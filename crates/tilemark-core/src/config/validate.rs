//! Configuration validation with range checks.

use crate::error::ConfigError;

use super::Config;

impl Config {
    /// Validate configuration values are within acceptable ranges.
    pub(crate) fn validate(&self) -> Result<(), ConfigError> {
        let opacity = self.watermark.opacity;
        if !opacity.is_finite() || !(0.0..=1.0).contains(&opacity) {
            return Err(ConfigError::ValidationError(
                "watermark.opacity must be between 0.0 and 1.0".into(),
            ));
        }
        if let Some(size) = self.thumbnail_size()? {
            self.check_thumbnail_size(size)?;
        }
        if !(1..=100).contains(&self.output.jpeg_quality) {
            return Err(ConfigError::ValidationError(
                "output.jpeg_quality must be between 1 and 100".into(),
            ));
        }
        if self.output.dir_name.trim().is_empty() {
            return Err(ConfigError::ValidationError(
                "output.dir_name must not be empty".into(),
            ));
        }
        if self.processing.supported_formats.is_empty() {
            return Err(ConfigError::ValidationError(
                "processing.supported_formats must not be empty".into(),
            ));
        }
        if self.limits.max_file_size_mb == 0 {
            return Err(ConfigError::ValidationError(
                "limits.max_file_size_mb must be > 0".into(),
            ));
        }
        if self.limits.max_image_dimension == 0 {
            return Err(ConfigError::ValidationError(
                "limits.max_image_dimension must be > 0".into(),
            ));
        }
        if self.limits.decode_timeout_ms == 0 {
            return Err(ConfigError::ValidationError(
                "limits.decode_timeout_ms must be > 0".into(),
            ));
        }
        Ok(())
    }
}

#[cfg(test)]
mod tests {
    use super::*;

    #[test]
    fn test_default_config_passes_validation() {
        let config = Config::default();
        assert!(config.validate().is_ok());
    }

    #[test]
    fn test_validate_rejects_invalid_opacity() {
        let mut config = Config::default();
        config.watermark.opacity = 1.5;
        let err = config.validate().unwrap_err();
        assert!(err.to_string().contains("opacity"));

        config.watermark.opacity = -0.1;
        assert!(config.validate().is_err());

        config.watermark.opacity = f64::NAN;
        assert!(config.validate().is_err());
    }

    #[test]
    fn test_validate_rejects_bad_thumbnail_size() {
        let mut config = Config::default();
        config.thumbnail.size = Some("0x100".to_string());
        let err = config.validate().unwrap_err();
        assert!(err.to_string().contains("thumbnail.size"));

        config.thumbnail.size = Some("wide".to_string());
        assert!(config.validate().is_err());
    }

    #[test]
    fn test_validate_rejects_thumbnail_over_dimension_limit() {
        let mut config = Config::default();
        config.limits.max_image_dimension = 1000;
        config.thumbnail.size = Some("1000x1000".to_string());
        assert!(config.validate().is_ok());

        config.thumbnail.size = Some("1001x10".to_string());
        let err = config.validate().unwrap_err();
        assert!(err.to_string().contains("thumbnail.size"));
        assert!(err.to_string().contains("1000px"));

        config.limits.max_image_dimension = 100_000;
        config.thumbnail.allow_upscale = true;
        config.thumbnail.size = Some("70000x1".to_string());
        assert!(config.validate().is_err());
    }

    #[test]
    fn test_validate_rejects_zero_quality() {
        let mut config = Config::default();
        config.output.jpeg_quality = 0;
        let err = config.validate().unwrap_err();
        assert!(err.to_string().contains("jpeg_quality"));

        config.output.jpeg_quality = 101;
        assert!(config.validate().is_err());
    }

    #[test]
    fn test_validate_rejects_zero_timeout() {
        let mut config = Config::default();
        config.limits.decode_timeout_ms = 0;
        let err = config.validate().unwrap_err();
        assert!(err.to_string().contains("decode_timeout_ms"));
    }

    #[test]
    fn test_validate_rejects_empty_formats() {
        let mut config = Config::default();
        config.processing.supported_formats.clear();
        assert!(config.validate().is_err());
    }
}
//! Configuration management for Tilemark.
//!
//! Configuration is loaded from the platform config directory with sensible
//! defaults. Every section implements `Default`, so a partial file is fine.

mod types;
mod validate;

pub use types::*;

use crate::error::ConfigError;
use crate::pipeline::thumbnail::ThumbnailSize;
use serde::{Deserialize, Serialize};
use std::path::{Path, PathBuf};

/// Root configuration structure for Tilemark.
#[derive(Debug, Clone, Default, Serialize, Deserialize)]
#[serde(default)]
pub struct Config {
    /// Watermark settings
    pub watermark: WatermarkConfig,

    /// Thumbnail settings
    pub thumbnail: ThumbnailConfig,

    /// JPEG output settings
    pub output: OutputConfig,

    /// Batch discovery settings
    pub processing: ProcessingConfig,

    /// Resource limits
    pub limits: LimitsConfig,

    /// Logging settings
    pub logging: LoggingConfig,
}

impl Config {
    /// Load configuration from the default location.
    ///
    /// Returns default configuration if the file doesn't exist.
    pub fn load() -> Result<Self, ConfigError> {
        let path = Self::default_path();
        if path.exists() {
            Self::load_from(&path)
        } else {
            Ok(Self::default())
        }
    }

    /// Load configuration from a specific file path.
    pub fn load_from(path: &Path) -> Result<Self, ConfigError> {
        let content = std::fs::read_to_string(path)?;
        Self::from_toml(&content)
    }

    /// Parse and validate configuration from a TOML string.
    pub fn from_toml(content: &str) -> Result<Self, ConfigError> {
        let config: Config = toml::from_str(content)?;
        config.validate()?;
        Ok(config)
    }

    /// Get the default config file path.
    ///
    /// Uses platform-appropriate directories:
    /// - macOS: ~/Library/Application Support/com.tilemark.tilemark/config.toml
    /// - Linux: ~/.config/tilemark/config.toml
    /// - Windows: C:\Users\<User>\AppData\Roaming\tilemark\config\config.toml
    ///
    /// Falls back to ~/.tilemark/config.toml if directory detection fails.
    pub fn default_path() -> PathBuf {
        directories::ProjectDirs::from("com", "tilemark", "tilemark")
            .map(|dirs| dirs.config_dir().to_path_buf().join("config.toml"))
            .unwrap_or_else(|| {
                let home = std::env::var("HOME").unwrap_or_else(|_| ".".to_string());
                PathBuf::from(home).join(".tilemark").join("config.toml")
            })
    }

    /// Get the configured default watermark path (with ~ expansion).
    pub fn watermark_path(&self) -> Option<PathBuf> {
        self.watermark.path.as_ref().map(|path| {
            let path_str = path.to_string_lossy();
            let expanded = shellexpand::tilde(&path_str);
            PathBuf::from(expanded.into_owned())
        })
    }

    /// Get the configured thumbnail target, if any.
    pub fn thumbnail_size(&self) -> Result<Option<ThumbnailSize>, ConfigError> {
        self.thumbnail
            .size
            .as_deref()
            .map(|s| {
                s.parse::<ThumbnailSize>()
                    .map_err(|e| ConfigError::ValidationError(format!("thumbnail.size: {e}")))
            })
            .transpose()
    }

    /// Check a thumbnail target against `limits.max_image_dimension`.
    pub fn check_thumbnail_size(&self, size: ThumbnailSize) -> Result<(), ConfigError> {
        size.check_limit(self.limits.max_image_dimension)
            .map_err(|e| ConfigError::ValidationError(format!("thumbnail.size: {e}")))
    }

    /// Serialize the config to a pretty TOML string.
    pub fn to_toml(&self) -> Result<String, ConfigError> {
        toml::to_string_pretty(self).map_err(|e| ConfigError::ValidationError(e.to_string()))
    }
}
//! JPEG export.

use image::codecs::jpeg::JpegEncoder;
use image::{Rgb, RgbImage, RgbaImage};
use std::io::Write;
use std::path::Path;

use crate::config::OutputConfig;
use crate::error::PipelineError;

/// Largest width or height a baseline JPEG frame header can describe.
pub const JPEG_MAX_DIMENSION: u32 = u16::MAX as u32;

/// Encodes RGBA images as baseline JPEG.
pub struct JpegExporter {
    quality: u8,
}

impl JpegExporter {
    /// Create an exporter using `output.jpeg_quality`.
    pub fn new(config: &OutputConfig) -> Self {
        Self::with_quality(config.jpeg_quality)
    }

    /// Create an exporter with an explicit quality, clamped to 1..=100.
    pub fn with_quality(quality: u8) -> Self {
        Self {
            quality: quality.clamp(1, 100),
        }
    }

    pub fn quality(&self) -> u8 {
        self.quality
    }

    /// Encode `image` to JPEG bytes. Alpha is discarded, not blended.
    pub fn encode_to_vec(
        &self,
        image: &RgbaImage,
        path: &Path,
    ) -> Result<Vec<u8>, PipelineError> {
        let mut buffer = Vec::new();
        self.encode_into(image, &mut buffer, path)?;
        Ok(buffer)
    }

    /// Encode `image` and write it to `path`, creating parent directories.
    ///
    /// Nothing touches the filesystem until encoding has succeeded, so a
    /// failed export never leaves a partial file at `path`. Returns the
    /// number of bytes written.
    pub fn save(&self, image: &RgbaImage, path: &Path) -> Result<u64, PipelineError> {
        let encode_err = |message: String| PipelineError::Encode {
            path: path.to_path_buf(),
            message,
        };

        let bytes = self.encode_to_vec(image, path)?;

        if let Some(parent) = path.parent().filter(|p| !p.as_os_str().is_empty()) {
            std::fs::create_dir_all(parent)
                .map_err(|e| encode_err(format!("Cannot create directory: {e}")))?;
        }

        if let Err(e) = std::fs::write(path, &bytes) {
            // A short write would otherwise pass for a finished output
            let _ = std::fs::remove_file(path);
            return Err(encode_err(format!("Cannot write file: {e}")));
        }

        let written = bytes.len() as u64;
        tracing::debug!("Wrote {:?} ({} bytes, quality {})", path, written, self.quality);
        Ok(written)
    }

    fn encode_into<W: Write>(
        &self,
        image: &RgbaImage,
        writer: W,
        path: &Path,
    ) -> Result<(), PipelineError> {
        let rgb = RgbImage::from_fn(image.width(), image.height(), |x, y| {
            let [r, g, b, _] = image.get_pixel(x, y).0;
            Rgb([r, g, b])
        });
        let mut encoder = JpegEncoder::new_with_quality(writer, self.quality);
        encoder
            .encode_image(&rgb)
            .map_err(|e| PipelineError::Encode {
                path: path.to_path_buf(),
                message: e.to_string(),
            })
    }
}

···

*TASK DIRECTIONS:* Please reproduce exactly the lines from the first one of the records above through the line containing "let opacity = self.watermark.opacity;", both included, and nothing else.

*PROBLEM SOLUTION:*
filename crates/tilemark-core/src/config/validate.rs
//! Configuration validation with range checks.

use crate::error::ConfigError;

use super::Config;

impl Config {
    /// Validate configuration values are within acceptable ranges.
    pub(crate) fn validate(&self) -> Result<(), ConfigError> {
        let opacity = self.watermark.opacity;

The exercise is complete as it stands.